Build the logistic regression model by calling the helper functions
:param X_train: Training data
:param Y_train: Training labels
:param X_test: Test data
:param Y_test: Test labels
:param num_iterations: Number of iterations for gradient descent
:param learning_rate: Learning rate
:param print_cost: If True, print cost every 100 iterations
:return: d -- dictionary containing information about the model
"""
# Initialize parameters
w, b = initialize_with_zeros(X_train.shape[0])
# Optimize parameters
parameters, grads, costs = optimize(w, b, X_train, Y_train, num_iterations, learning_rate, print_cost)
# Retrieve optimized parameters
w = parameters["w"]
b = parameters["b"]
# Predict on test and training sets
Y_prediction_test = predict(w, b, X_test)
Y_prediction_train = predict(w, b, X_train)
# Calculate accuracy
train_accuracy = 100 - np.mean(np.abs(Y_prediction_train - Y_train)) * 100
test_accuracy = 100 - np.mean(np.abs(Y_prediction_test - Y_test)) * 100
print(f"train accuracy: {train_accuracy:.2f} %")

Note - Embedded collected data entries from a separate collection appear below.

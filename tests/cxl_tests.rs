//! Integration tests for the CXL.mem hop policies.

use cxl_memsim::common::{CxlCmd, Fault, MemCmd, Packet, PacketId};
use cxl_memsim::soc::cxl::{CxlDevice, CxlHostBridge};
use cxl_memsim::soc::traits::HopPolicy;

const BASE: u64 = 0x1_0000_0000;

fn create_bridge() -> CxlHostBridge {
    CxlHostBridge {
        bridge_lat: 50,
        proto_lat: 12,
    }
}

fn create_device() -> CxlDevice {
    CxlDevice { proto_lat: 15 }
}

/// Tests that the bridge tags CXL requests and charges protocol latency.
#[test]
fn test_bridge_tags_cxl_requests() {
    let bridge = create_bridge();

    let (rd, cycles) = bridge.request_hop(Packet::read(PacketId(1), BASE, 64, 0)).unwrap();
    assert_eq!(rd.cxl(), Some(CxlCmd::M2SReq));
    assert_eq!(cycles, 62);

    let wr = Packet::write(PacketId(2), BASE + 64, vec![1; 64], 0);
    let (wr, _) = bridge.request_hop(wr).unwrap();
    assert_eq!(wr.cxl(), Some(CxlCmd::M2SRwD));
}

/// Tests that posted writes and swaps cross the bridge untagged.
#[test]
fn test_bridge_leaves_untaggable_requests() {
    let bridge = create_bridge();
    let posted = Packet::write(PacketId(1), BASE, vec![0; 8], 0).posted();
    let (posted, _) = bridge.request_hop(posted).unwrap();
    assert_eq!(posted.cxl(), None);

    let swap = Packet::swap(PacketId(2), BASE, vec![0; 8], None, 0);
    let (swap, cycles) = bridge.request_hop(swap).unwrap();
    assert_eq!(swap.cxl(), None);
    assert_eq!(cycles, 62);
}

/// Tests that the device tags responses by kind and strips nothing else.
#[test]
fn test_device_tags_responses() {
    let device = create_device();

    let rd = Packet::read(PacketId(1), BASE, 64, 0).with_cxl(CxlCmd::M2SReq).unwrap();
    let (rd, cycles) = device.request_hop(rd).unwrap();
    assert_eq!(cycles, 15);
    let (resp, cycles) = device.response_hop(rd.into_response().unwrap()).unwrap();
    assert_eq!(resp.cmd(), MemCmd::ReadResp);
    assert_eq!(resp.cxl(), Some(CxlCmd::S2MDRS));
    assert_eq!(cycles, 15);

    let wr = Packet::write(PacketId(2), BASE, vec![0; 64], 0);
    let (ack, _) = device.response_hop(wr.into_response().unwrap()).unwrap();
    assert_eq!(ack.cxl(), Some(CxlCmd::S2MNDR));

    assert_eq!(device.atomic_cycles(&ack), 30);
}

/// Tests that the device refuses a response-class tag on a request.
#[test]
fn test_device_rejects_s2m_request() {
    let device = create_device();
    let resp = Packet::read(PacketId(3), BASE, 64, 0)
        .into_response()
        .unwrap()
        .with_cxl(CxlCmd::S2MDRS)
        .unwrap();
    let err = device.request_hop(resp).unwrap_err();
    assert_eq!(
        err,
        Fault::CommandMismatch {
            id: PacketId(3),
            cmd: MemCmd::ReadResp,
            tag: CxlCmd::S2MDRS,
        }
    );
}

/// Tests that the bridge strips S2M tags and refuses M2S tags on responses.
#[test]
fn test_bridge_response_tags() {
    let bridge = create_bridge();
    let device = create_device();

    let wr = Packet::write(PacketId(1), BASE, vec![0; 64], 0);
    let (ack, _) = device.response_hop(wr.into_response().unwrap()).unwrap();
    let (ack, cycles) = bridge.response_hop(ack).unwrap();
    assert_eq!(ack.cxl(), None);
    assert_eq!(cycles, 62);

    let req = Packet::read(PacketId(2), BASE, 64, 0).with_cxl(CxlCmd::M2SReq).unwrap();
    let err = bridge.response_hop(req).unwrap_err();
    assert!(matches!(err, Fault::CommandMismatch { tag: CxlCmd::M2SReq, .. }));
}
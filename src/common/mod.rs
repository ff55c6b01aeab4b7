//! Common types shared by every component of the simulator.
//!
//! This module provides simulated time and clocks, physical address ranges,
//! the packet type that travels through the link, and the fault and error
//! types.

/// Physical address ranges.
pub mod addr;

/// Read/write access direction.
pub mod data;

/// Fatal faults and top-level errors.
pub mod error;

/// Requests and responses travelling through the link.
pub mod packet;

/// Simulated time and clock domains.
pub mod time;

pub use addr::AddrRange;
pub use data::Direction;
pub use error::{Fault, SimError};
pub use packet::{CxlCmd, MemCmd, Packet, PacketId};
pub use time::{ClockDomain, Cycles, Tick, TICKS_PER_NS, TICKS_PER_US};
/// Tests that a small write backlog does not pull the bus to writes.
#[test]
fn test_scheduler_keeps_reading_below_low_threshold() {
    let mut h = Harness::new(params(16, 12, 4));
    for i in 0..4 {
        assert!(h.offer(write(i, i * 64)).is_admitted());
    }
    h.run().unwrap();

    assert_eq!(h.sched.bus_state().current, Direction::Read);
    assert_eq!(h.sched.write_queue_len(), 4);
    assert!(h.knobs.borrow().issued.is_empty());
}

/// Tests that writes give way to reads once the backlog falls below the
/// low threshold by the minimum switch count.
#[test]
fn test_scheduler_write_hysteresis() {
    let p = params(16, 12, 8);
    let mut h = Harness::new(p.clone());
    for i in 0..10 {
        assert!(h.offer(write(i, i * 64)).is_admitted());
    }

    h.next_decision();
    assert_eq!(h.sched.bus_state().next, Direction::Write);

    for _ in 0..10 {
        h.next_decision();
        if h.sched.bus_state().next == Direction::Read {
            break;
        }
    }
    assert_eq!(h.sched.bus_state().next, Direction::Read);
    assert_eq!(h.sched.write_queue_len(), 5);
    assert!(h.sched.write_queue_len() + p.min_writes_per_switch < p.write_low_threshold);
}

/// Tests the high-threshold scenario: the write backlog reaches the high
/// threshold plus one while the minimum reads have been served, and the
/// following decision turns the bus to writes.
#[test]
fn test_scheduler_high_threshold_scenario() {
    let p = params(16, 8, 4);
    let mut h = Harness::new(p.clone());
    for i in 0..10 {
        assert!(h.offer(read(i, i * 64)).is_admitted());
    }

    for _ in 0..p.min_reads_per_switch - 1 {
        h.next_decision();
    }
    assert_eq!(h.sched.reads_this_time(), p.min_reads_per_switch - 1);

    for i in 0..(p.write_high_threshold as u64 + 1) {
        assert!(h.offer(write(100 + i, 0x10_000 + i * 64)).is_admitted());
    }
    assert_eq!(h.sched.write_queue_len(), p.write_high_threshold + 1);

    h.next_decision();
    assert_eq!(h.sched.reads_this_time(), p.min_reads_per_switch);
    assert_eq!(h.sched.bus_state().current, Direction::Read);
    assert_eq!(h.sched.bus_state().next, Direction::Write);

    h.next_decision();
    assert_eq!(h.sched.bus_state().current, Direction::Write);
    assert_eq!(h.sched.writes_this_time(), 1);
    assert_eq!(h.sched.reads_this_time(), 0);
}

/// Tests that without a turn policy the direction only changes through the
/// backlog rules.
#[test]
fn test_scheduler_sticky_without_policy() {
    let mut h = Harness::new(params(16, 12, 4));
    for i in 0..3 {
        assert!(h.offer(read(i, i * 64)).is_admitted());
        assert!(h.offer(write(10 + i, 0x1000 + i * 64)).is_admitted());
    }
    h.run().unwrap();

    assert_eq!(h.stats.counter("sched.turnarounds"), 0);
    assert_eq!(h.sched.write_queue_len(), 3);
    let issued = h.knobs.borrow().issued.clone();
    assert!(issued.iter().all(|(dir, _)| *dir == Direction::Read));
    assert_eq!(h.responder.responses.iter().filter(|(p, _)| p.is_read()).count(), 3);
}

/// Tests that the ideal policy serves the direction holding the
/// highest-priority command.
#[test]
fn test_scheduler_ideal_policy_follows_priority() {
    let mut p = params(16, 12, 4);
    p.priorities = 2;
    p.turn_policy = Some(TurnPolicy::Ideal);
    let mut h = Harness::new(p);

    for i in 0..3 {
        assert!(h.offer(read(i, i * 64)).is_admitted());
    }
    assert!(h.offer(write(9, 0x1000).with_qos(1)).is_admitted());

    h.next_decision();
    assert_eq!(h.sched.bus_state().current, Direction::Write);
    assert_eq!(h.knobs.borrow().issued[0], (Direction::Write, 0x1000));
}
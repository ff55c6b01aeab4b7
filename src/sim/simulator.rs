//! Simulation Driver.
//!
//! The simulator owns the link, the event queue and the statistics. It pops
//! one task at a time, hands it to the link together with a fresh callback
//! context, and stops when the link has drained, the tick limit is reached
//! or a fault is raised.

use log::{info, warn};

use crate::common::{SimError, Tick};
use crate::config::Config;
use crate::sim::event::{Ctx, EventQueue, Task};
use crate::soc::System;
use crate::stats::SimStats;

/// Why a run ended.
#[derive(Clone, Copy, Debug, PartialEq, Eq)]
pub enum StopReason {
    /// Every request completed and the link holds no work.
    Drained,
    /// The next event lies beyond the configured tick limit.
    TickLimit,
    /// No event is left to run.
    Idle,
}

/// Discrete-event driver for a `System`.
pub struct Simulator {
    pub system: System,
    pub events: EventQueue,
    pub stats: SimStats,
    max_ticks: Tick,
    drain_at_end: bool,
    draining: bool,
}

impl Simulator {
    /// Builds the link described by `config`.
    pub fn new(config: &Config) -> Result<Self, SimError> {
        let system = System::new(config)?;
        let mut stats = SimStats::default();
        system.register_stats(&mut stats);
        Ok(Self {
            system,
            events: EventQueue::new(),
            stats,
            max_ticks: config.general.max_ticks,
            drain_at_end: config.general.drain,
            draining: false,
        })
    }

    /// Current simulated time.
    pub fn now(&self) -> Tick {
        self.events.now()
    }

    /// Sets the tick limit. Zero removes it.
    pub fn set_max_ticks(&mut self, max_ticks: Tick) {
        self.max_ticks = max_ticks;
    }

    /// Chooses whether the run drains the link once the workload is done.
    pub fn set_drain_at_end(&mut self, drain: bool) {
        self.drain_at_end = drain;
    }

    /// Arms the workload's first request.
    pub fn start(&mut self) -> Result<(), SimError> {
        let mut ctx = Ctx::new(&mut self.events, &mut self.stats);
        self.system.host.start(&mut ctx)?;
        Ok(())
    }

    /// Runs the earliest pending task.
    ///
    /// # Returns
    ///
    /// The task that ran and its time, or `None` if the queue was empty.
    pub fn step(&mut self) -> Result<Option<(Tick, Task)>, SimError> {
        let Some((when, task)) = self.events.pop() else {
            return Ok(None);
        };
        let mut ctx = Ctx::new(&mut self.events, &mut self.stats);
        self.system.dispatch(task, &mut ctx).map_err(|fault| {
            warn!("fault while running {} at {}: {}", task, when, fault);
            fault
        })?;
        Ok(Some((when, task)))
    }

    /// Runs every task due at or before `limit`.
    pub fn run_until(&mut self, limit: Tick) -> Result<(), SimError> {
        while matches!(self.events.peek_time(), Some(t) if t <= limit) {
            self.step()?;
        }
        Ok(())
    }

    /// Stops the workload and starts draining the link.
    ///
    /// # Returns
    ///
    /// `true` if the link was already drained.
    pub fn drain(&mut self) -> Result<bool, SimError> {
        info!("draining the link at {}", self.now());
        self.draining = true;
        let mut ctx = Ctx::new(&mut self.events, &mut self.stats);
        Ok(self.system.drain(&mut ctx)?)
    }

    /// Runs the workload to completion.
    pub fn run(&mut self) -> Result<StopReason, SimError> {
        self.start()?;
        loop {
            if self.draining && self.system.is_drained() {
                info!("link drained at {}", self.now());
                return Ok(StopReason::Drained);
            }
            if !self.draining && self.drain_at_end && self.system.host.all_issued() {
                self.drain()?;
                continue;
            }

            let Some(next) = self.events.peek_time() else {
                if self.draining {
                    warn!("event queue ran dry before the link drained");
                }
                return Ok(StopReason::Idle);
            };
            if self.max_ticks > 0 && next > self.max_ticks {
                info!("tick limit {} reached", self.max_ticks);
                return Ok(StopReason::TickLimit);
            }
            self.step()?;
        }
    }
}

print(f"test accuracy: {test_accuracy:.2f} %")
d = {
"costs": costs,
"Y_prediction_test": Y_prediction_test,
"Y_prediction_train": Y_prediction_train,
"w": w,
"b": b,
"learning_rate": learning_rate,
"num_iterations": num_iterations
}
return d
Testing Different Learning Rates¶
The choice of learning rate significantly affects convergence:
def test_learning_rates():
learning_rates = [0.01, 0.001, 0.0001]
models = {}
for lr in learning_rates:
print(f"Learning rate: {lr}")
models[str(lr)] = model(
train_set_x, train_set_y, test_set_x, test_set_y,
num_iterations=1500, learning_rate=lr, print_cost=False
)
print("\n" + "="*50 + "\n")
# Plot cost vs iterations for different learning rates
for lr in learning_rates:
plt.plot(
np.squeeze(models[str(lr)]["costs"]),
label=f"LR={lr}"
)
plt.ylabel("Cost")
plt.xlabel("Iterations (hundreds)")
plt.legend(loc="upper right")
plt.show()
Predicting Custom Images¶
To test with your own images:
def predict_custom_image(image_path, model_info):
"""
Predict if a custom image contains a cat
:param image_path: Path to the image
:param model_info: Dictionary containing model parameters
"""
image = np.array(ndimage.imread(image_path, flatten=False))
image = scipy.misc.imresize(image, size=(num_px, num_px)).reshape((1, num_px*num_px*3)).T
prediction = predict(model_info["w"], model_info["b"], image)
plt.imshow(image)
class_name = classes[int(np.squeeze(prediction))].decode("utf-8")
print(f"Prediction: {class_name}")
Main Execution¶
if __name__ == "__main__":
# Train the model
model_info = model(
train_set_x, train_set_y, test_set_x, test_set_y,
num_iterations=1000, learning_rate=0.005, print_cost=True
)
# Test with custom image (uncomment to use)
# predict_custom_image("images/cat.jpg", model_info)
# Test different learning rates (uncomment to use)
# test_learning_rates()
Expected Output¶
When running the main function, you should see:
- Cost values decreasing over iterations
- Training and test accuracy metrics
- Visualization of cost vs iterations for different learning rates (if tested)
References¶
- Deep Learning Specialization by Andrew Ng
- Custom
lr_utilslibrary for dataset loading
Notes¶
This implementation is a basic logistic regression approach for binary classification. For better performance, you might consider using neural networks or optimizing the learning rate further. The code provided assumes the lr_utils library is available to load the cat dataset.
Explanation of Key Concepts¶
- Sigmoid Function: Maps any value to a probability between 0 and 1
- Gradient Descent: Minimizes the cost function by updating parameters
- Cost Function: Measures the error between predicted and actual values
- Propagation: Combines forward (prediction) and backward (gradient calculation) steps
- Hyperparameters: Key parameters like learning rate and number of iterations
This implementation provides a solid foundation for understanding logistic regression and binary classification.